About this task:
Look through the material for lines with the word "amount", and copy each one.

Information provided:

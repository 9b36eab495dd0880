//! Tulip Market operator CLI
//!
//! Thin glue over the auction engine: it drives the local asset ledger
//! (mint, approve) and the market (list, buy, queries) from subcommands.
//! The wall clock is read here and passed into the engine, which never
//! reads time on its own.

use std::path::PathBuf;

use anyhow::{Context, Result};
use clap::{Parser, Subcommand};
use owo_colors::OwoColorize;
use serde::Deserialize;
use tulip_engine::{Auction, Market, MarketEvent, MemoryOracle, Timestamp};
use tulip_storage::Store;

#[derive(Parser)]
#[command(name = "tulip")]
#[command(about = "Tulip Market - Dutch-auction NFT marketplace")]
struct Cli {
    /// Path to configuration file
    #[arg(short, long, value_name = "FILE")]
    config: Option<PathBuf>,

    /// Act as this account (overrides the configured default)
    #[arg(long, value_name = "ADDRESS")]
    account: Option<String>,

    #[command(subcommand)]
    command: Command,
}

#[derive(Subcommand)]
enum Command {
    /// Mint a new token to the acting account
    Mint,
    /// Approve the market to transfer a token
    Approve { token_id: u64 },
    /// List a token for Dutch auction
    List {
        token_id: u64,
        /// Price at listing time, in the smallest currency unit
        start_price: u64,
        /// Currency units deducted from the price per second
        price_reduction_rate: u64,
        /// Auction duration in seconds
        duration: u64,
    },
    /// Buy an actively listed token, tendering the given amount
    Buy { token_id: u64, amount: u64 },
    /// Show the current price of an active listing
    Price { token_id: u64 },
    /// Show the full listing history for a token
    History { token_id: u64 },
    /// Show an account balance (defaults to the acting account)
    Balance { account: Option<String> },
}

#[derive(Debug, Deserialize, Default)]
struct Config {
    #[serde(default)]
    market: MarketConfig,
}

#[derive(Debug, Deserialize, Default)]
struct MarketConfig {
    data_dir: Option<String>,
    account: Option<String>,
}

fn load_config(path: &PathBuf) -> Config {
    match std::fs::read_to_string(path) {
        Ok(contents) => toml::from_str(&contents).unwrap_or_default(),
        Err(_) => Config::default(),
    }
}

fn expand_path(path: &str) -> String {
    path.replace("$HOME", &std::env::var("HOME").unwrap_or_default())
}

/// Current unix time in seconds; the only clock read in the system.
fn now() -> Timestamp {
    chrono::Utc::now().timestamp() as Timestamp
}

fn format_ts(ts: Timestamp) -> String {
    chrono::DateTime::from_timestamp(ts as i64, 0)
        .map(|dt| dt.format("%Y-%m-%d %H:%M:%S UTC").to_string())
        .unwrap_or_else(|| ts.to_string())
}

fn print_listing(auction: &Auction, now: Timestamp) {
    let status = if auction.sold {
        format!(
            "sold for {} on {}",
            auction.sold_price.to_string().green(),
            format_ts(auction.sold_date)
        )
    } else if auction.is_open(now) {
        format!(
            "active, current price {}",
            tulip_engine::current_price(auction, now).to_string().green()
        )
    } else {
        "expired unsold".to_string()
    };

    println!(
        "  #{} start price {} (-{}/s) {} -> {}",
        auction.auction_id.to_string().bold(),
        auction.start_price.to_string().yellow(),
        auction.price_reduction_rate,
        format_ts(auction.start_date),
        format_ts(auction.end_date),
    );
    println!("     {}", status);
}

fn run(cli: Cli) -> Result<()> {
    let config_path = cli
        .config
        .unwrap_or_else(|| PathBuf::from(expand_path("$HOME/.tulip-market/config.toml")));
    let config = load_config(&config_path);

    let data_dir = config
        .market
        .data_dir
        .map(|dir| expand_path(&dir))
        .unwrap_or_else(|| expand_path("$HOME/.tulip-market/data"));
    let account = cli
        .account
        .or(config.market.account)
        .unwrap_or_else(|| "local".to_string());

    let store = Store::open(&data_dir)
        .with_context(|| format!("cannot open data directory {}", data_dir))?;
    let mut market: Market = store.load_market()?;
    let mut assets: MemoryOracle = store.load_assets()?;

    match cli.command {
        Command::Mint => {
            let token_id = assets.mint(&account);
            store.save_assets(&assets)?;
            println!(
                "Minted token {} to {}",
                token_id.to_string().green().bold(),
                account.cyan()
            );
        }
        Command::Approve { token_id } => {
            assets.set_approval(token_id, true)?;
            store.save_assets(&assets)?;
            println!("Market approved to transfer token {}", token_id.to_string().bold());
        }
        Command::List {
            token_id,
            start_price,
            price_reduction_rate,
            duration,
        } => {
            let event = market.list(
                &assets,
                token_id,
                start_price,
                price_reduction_rate,
                duration,
                &account,
                now(),
            )?;
            store.save_market(&market)?;
            if let MarketEvent::Listed { auction_id, .. } = event {
                println!(
                    "Listed token {} as auction {} at {} (-{}/s, {}s)",
                    token_id.to_string().bold(),
                    auction_id.to_string().bold(),
                    start_price.to_string().yellow(),
                    price_reduction_rate,
                    duration
                );
            }
        }
        Command::Buy { token_id, amount } => {
            let event = market.buy(&mut assets, token_id, &account, amount, now())?;
            store.save_market(&market)?;
            store.save_assets(&assets)?;
            if let MarketEvent::Sold {
                auction_id,
                sold_price,
                ..
            } = event
            {
                println!(
                    "Bought token {} (auction {}) for {}",
                    token_id.to_string().green().bold(),
                    auction_id,
                    sold_price.to_string().yellow()
                );
            }
        }
        Command::Price { token_id } => {
            let price = market.current_price(token_id, now())?;
            println!(
                "Current price for token {}: {}",
                token_id.to_string().bold(),
                price.to_string().green().bold()
            );
        }
        Command::History { token_id } => {
            let listings = market.auctions_for_token(token_id);
            if listings.is_empty() {
                println!("No auctions for token {}", token_id.to_string().bold());
            } else {
                println!(
                    "{} auction(s) for token {}",
                    listings.len().to_string().bold(),
                    token_id.to_string().bold()
                );
                let at = now();
                for auction in listings {
                    print_listing(auction, at);
                }
            }
        }
        Command::Balance { account: target } => {
            let target = target.unwrap_or(account);
            println!(
                "Balance of {}: {}",
                target.cyan(),
                assets.balance_of(&target).to_string().green().bold()
            );
        }
    }

    Ok(())
}

fn main() {
    let cli = Cli::parse();

    if let Err(e) = run(cli) {
        eprintln!("{} {:#}", "error:".red().bold(), e);
        std::process::exit(1);
    }
}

Solution to this task:
    /// Buy an actively listed token, tendering the given amount
    Buy { token_id: u64, amount: u64 },
        Command::Buy { token_id, amount } => {
            let event = market.buy(&mut assets, token_id, &account, amount, now())?;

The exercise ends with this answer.